**To do:**
Word for word, restate each entry that appears below.

***

//! Engine control models

use std::fmt;
use std::str::FromStr;

use serde::{Deserialize, Serialize};

use crate::error::AdapterError;

/// Engine action requested by a caller
#[derive(Debug, Clone, Copy, PartialEq, Eq, Hash, Serialize, Deserialize)]
#[serde(rename_all = "UPPERCASE")]
pub enum EngineCommand {
    Start,
    Stop,
}

impl fmt::Display for EngineCommand {
    fn fmt(&self, f: &mut fmt::Formatter<'_>) -> fmt::Result {
        let s = match self {
            EngineCommand::Start => "START",
            EngineCommand::Stop => "STOP",
        };
        f.write_str(s)
    }
}

impl FromStr for EngineCommand {
    type Err = AdapterError;

    /// Parse an action token. Tokens are case-sensitive.
    fn from_str(s: &str) -> Result<Self, Self::Err> {
        match s {
            "START" => Ok(EngineCommand::Start),
            "STOP" => Ok(EngineCommand::Stop),
            _ => Err(AdapterError::InvalidCommand(format!(
                "{} is not a valid command, expected START or STOP",
                s
            ))),
        }
    }
}

/// Outcome of an engine command, in the normalized vocabulary
#[derive(Debug, Clone, Copy, PartialEq, Eq, Serialize, Deserialize)]
#[serde(rename_all = "lowercase")]
pub enum CommandStatus {
    Success,
    Error,
}

/// Result of an engine command
#[derive(Debug, Clone, Copy, PartialEq, Eq, Serialize, Deserialize)]
pub struct EngineCommandResult {
    pub status: CommandStatus,
}

impl EngineCommandResult {
    pub fn success() -> Self {
        Self {
            status: CommandStatus::Success,
        }
    }

    pub fn error() -> Self {
        Self {
            status: CommandStatus::Error,
        }
    }
}
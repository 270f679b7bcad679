//! Application state for the vehicle API

use std::sync::Arc;

use vtg_core::{BrandTag, VehicleResolver};
use vtg_gateway::AdapterSelector;

use crate::error::ApiError;

/// Application state shared across all handlers
#[derive(Clone)]
pub struct AppState {
    /// Vehicle id to brand lookup
    resolver: VehicleResolver,
    /// Registered brand adapters
    selector: Arc<AdapterSelector>,
}

impl AppState {
    /// Create a new AppState from a resolver and a filled selector
    pub fn new(resolver: VehicleResolver, selector: AdapterSelector) -> Self {
        Self {
            resolver,
            selector: Arc::new(selector),
        }
    }

    pub fn selector(&self) -> &AdapterSelector {
        &self.selector
    }

    /// Resolve the brand for a vehicle
    pub async fn brand_for(&self, vehicle_id: &str) -> Result<BrandTag, ApiError> {
        Ok(self.resolver.resolve(vehicle_id).await?)
    }
}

***

**Solution:**
//! Engine control models

use std::fmt;
use std::str::FromStr;

use serde::{Deserialize, Serialize};

use crate::error::AdapterError;

/// Engine action requested by a caller
#[derive(Debug, Clone, Copy, PartialEq, Eq, Hash, Serialize, Deserialize)]
#[serde(rename_all = "UPPERCASE")]
pub enum EngineCommand {
    Start,
    Stop,
}

impl fmt::Display for EngineCommand {
    fn fmt(&self, f: &mut fmt::Formatter<'_>) -> fmt::Result {
        let s = match self {
            EngineCommand::Start => "START",
            EngineCommand::Stop => "STOP",
        };
        f.write_str(s)
    }
}

impl FromStr for EngineCommand {
    type Err = AdapterError;

    /// Parse an action token. Tokens are case-sensitive.
    fn from_str(s: &str) -> Result<Self, Self::Err> {
        match s {
            "START" => Ok(EngineCommand::Start),
            "STOP" => Ok(EngineCommand::Stop),
            _ => Err(AdapterError::InvalidCommand(format!(
                "{} is not a valid command, expected START or STOP",
                s
            ))),
        }
    }
}

/// Outcome of an engine command, in the normalized vocabulary
#[derive(Debug, Clone, Copy, PartialEq, Eq, Serialize, Deserialize)]
#[serde(rename_all = "lowercase")]
pub enum CommandStatus {
    Success,
    Error,
}

/// Result of an engine command
#[derive(Debug, Clone, Copy, PartialEq, Eq, Serialize, Deserialize)]
pub struct EngineCommandResult {
    pub status: CommandStatus,
}

impl EngineCommandResult {
    pub fn success() -> Self {
        Self {
            status: CommandStatus::Success,
        }
    }

    pub fn error() -> Self {
        Self {
            status: CommandStatus::Error,
        }
    }
}
repository 270f679b7bcad679
//! Application state for the vehicle API

use std::sync::Arc;

use vtg_core::{BrandTag, VehicleResolver};
use vtg_gateway::AdapterSelector;

use crate::error::ApiError;

/// Application state shared across all handlers
#[derive(Clone)]
pub struct AppState {
    /// Vehicle id to brand lookup
    resolver: VehicleResolver,
    /// Registered brand adapters
    selector: Arc<AdapterSelector>,
}

impl AppState {
    /// Create a new AppState from a resolver and a filled selector
    pub fn new(resolver: VehicleResolver, selector: AdapterSelector) -> Self {
        Self {
            resolver,
            selector: Arc::new(selector),
        }
    }

    pub fn selector(&self) -> &AdapterSelector {
        &self.selector
    }

    /// Resolve the brand for a vehicle
    pub async fn brand_for(&self, vehicle_id: &str) -> Result<BrandTag, ApiError> {
        Ok(self.resolver.resolve(vehicle_id).await?)
    }
}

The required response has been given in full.